A 6-step order workflow spans 5 services, has retries, timeouts, and a manual-approval step that can wait days. Pick the coordination approach.

Quiz

A saga's step T2 charges a card; step T3 fails. What does C2 (compensating T2) actually do?

Quiz

Saga B reads an order that saga A committed but will later compensate away, and acts on it. Which anomaly is this, and why is it possible?

Order the steps

A trip saga books flight (T1), hotel (T2), car (T3). The car step fails. Order what happens:

  1. 1 T1 books flight, commits locally, emits an event
  2. 2 T2 books hotel, commits locally, emits an event
  3. 3 T3 attempts to rent car and fails
  4. 4 C2 runs: cancel the hotel (compensate the most recent completed step first)
  5. 5 C1 runs: cancel the flight (compensate in reverse order)
Recall before you leave
  1. 01
    Explain to a teammate why a compensating transaction is not the same as a database rollback, and how that changes how you order the steps.
  2. 02
    What does it mean that a saga is 'ACID minus I', and what do you do about it in production?
Recap

Two-phase commit is correct but unusable across microservices: it makes the coordinator a blocking single point of failure and holds locks across services for the length of a network round trip, so a coordinator crash leaves participants in-doubt. A saga gives that up.
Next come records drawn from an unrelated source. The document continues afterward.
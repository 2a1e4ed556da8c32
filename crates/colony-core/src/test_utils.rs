//! Shared test helpers for unit and integration tests.
//!
//! Gated behind `#[cfg(any(test, feature = "test-utils"))]` so the in-memory
//! world and fixtures are available to other crates' tests through the
//! `test-utils` feature.

use crate::building::BuildingContext;
use crate::dirty::DirtyTracker;
use crate::event::EventBus;
use crate::id::{BlockPos, ItemTypeId};
use crate::inventory::{Container, World};
use crate::item::{ItemStack, SlotInventory};
use crate::registry::TypeRegistry;
use crate::request::RequestManager;
use crate::serialize::PersistedBuilding;
use crate::work_order::WorkManager;
use std::collections::{BTreeMap, HashMap};

// ===========================================================================
// Items
// ===========================================================================

pub const MAX_STACK: u32 = 64;

pub fn iron() -> ItemTypeId {
    ItemTypeId(0)
}
pub fn wheat() -> ItemTypeId {
    ItemTypeId(1)
}
pub fn bread() -> ItemTypeId {
    ItemTypeId(4)
}

/// Item used to pad containers in tests. Never used as a real payload.
pub fn rubble() -> ItemTypeId {
    ItemTypeId(u32::MAX)
}

// ===========================================================================
// Registry
// ===========================================================================

pub fn standard_registry() -> TypeRegistry {
    TypeRegistry::standard().expect("stock kinds register cleanly")
}

/// A persisted record with default rotation and no containers.
pub fn persisted(type_name: &str, location: BlockPos, level: i32) -> PersistedBuilding {
    PersistedBuilding {
        type_name: type_name.to_string(),
        location,
        level,
        rotation: 0,
        style: "wooden".to_string(),
        containers: Vec::new(),
    }
}

// ===========================================================================
// In-memory world
// ===========================================================================

/// A world with hut and chest inventories at fixed positions.
#[derive(Debug, Clone, Default)]
pub struct MemoryWorld {
    huts: HashMap<BlockPos, SlotInventory>,
    chests: HashMap<BlockPos, SlotInventory>,
    dropped: BTreeMap<BlockPos, Vec<ItemStack>>,
}

impl MemoryWorld {
    pub fn new() -> Self {
        Self::default()
    }

    pub fn place_hut(&mut self, pos: BlockPos, slots: usize) {
        self.huts.insert(pos, SlotInventory::new(slots, MAX_STACK));
    }

    pub fn place_chest(&mut self, pos: BlockPos, slots: usize) {
        self.chests.insert(pos, SlotInventory::new(slots, MAX_STACK));
    }

    /// Pad every slot of the hut at `pos` with rubble.
    pub fn fill_hut(&mut self, pos: BlockPos) {
        if let Some(inv) = self.huts.get_mut(&pos) {
            fill(inv);
        }
    }

    pub fn fill_chest(&mut self, pos: BlockPos) {
        if let Some(inv) = self.chests.get_mut(&pos) {
            fill(inv);
        }
    }

    pub fn hut(&self, pos: BlockPos) -> Option<&SlotInventory> {
        self.huts.get(&pos)
    }

    pub fn chest_inventory(&self, pos: BlockPos) -> Option<&SlotInventory> {
        self.chests.get(&pos)
    }

    /// Stacks dropped at `pos`, in drop order.
    pub fn dropped_at(&self, pos: BlockPos) -> Vec<ItemStack> {
        self.dropped.get(&pos).cloned().unwrap_or_default()
    }
}

fn fill(inv: &mut SlotInventory) {
    let capacity = u32::try_from(inv.slot_count())
        .unwrap_or(u32::MAX)
        .saturating_mul(MAX_STACK);
    let mut padding = ItemStack::new(rubble(), capacity);
    let _ = inv.insert(&mut padding);
}

impl World for MemoryWorld {
    fn hut_inventory(&mut self, pos: BlockPos) -> Option<&mut dyn Container> {
        self.huts.get_mut(&pos).map(|inv| inv as &mut dyn Container)
    }

    fn chest(&mut self, pos: BlockPos) -> Option<&mut dyn Container> {
        self.chests.get_mut(&pos).map(|inv| inv as &mut dyn Container)
    }

    fn drop_items(&mut self, pos: BlockPos, stacks: Vec<ItemStack>) {
        self.dropped.entry(pos).or_default().extend(stacks);
    }
}

// ===========================================================================
// Building context harness
// ===========================================================================

/// Owns every colony collaborator so a lone building can be exercised
/// without a colony.
#[derive(Debug, Default)]
pub struct Harness {
    pub work_manager: WorkManager,
    pub requests: RequestManager,
    pub dirty: DirtyTracker,
    pub events: EventBus,
    pub world: MemoryWorld,
}

impl Harness {
    pub fn new() -> Self {
        Self::default()
    }

    pub fn ctx(&mut self) -> BuildingContext<'_> {
        BuildingContext {
            work_manager: &mut self.work_manager,
            requests: &mut self.requests,
            dirty: &mut self.dirty,
            events: &mut self.events,
            world: &mut self.world,
        }
    }
}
It is a sequence of local transactions, each committed immediately and each paired with a compensating transaction that semantically undoes it — and because compensations are new forward actions (a refund, not a delete) and some effects can’t be undone at all, you order the irreversible steps last. You wire the steps with choreography (services react to events; no single point of failure but the logic is scattered and hard to trace) or orchestration (a central, often durable, orchestrator owns the flow; one place to read and resume, at the cost of a new component). The defining tradeoff is that a saga is ACID minus Isolation: intermediate commits are visible, so dirty reads, lost updates, and non-repeatable reads become your problem, fixed at the application level with semantic locks, commutative updates, and rereads. Reach for a saga only when a single transaction truly cannot span the work — and then design the undo path before you ship the happy path.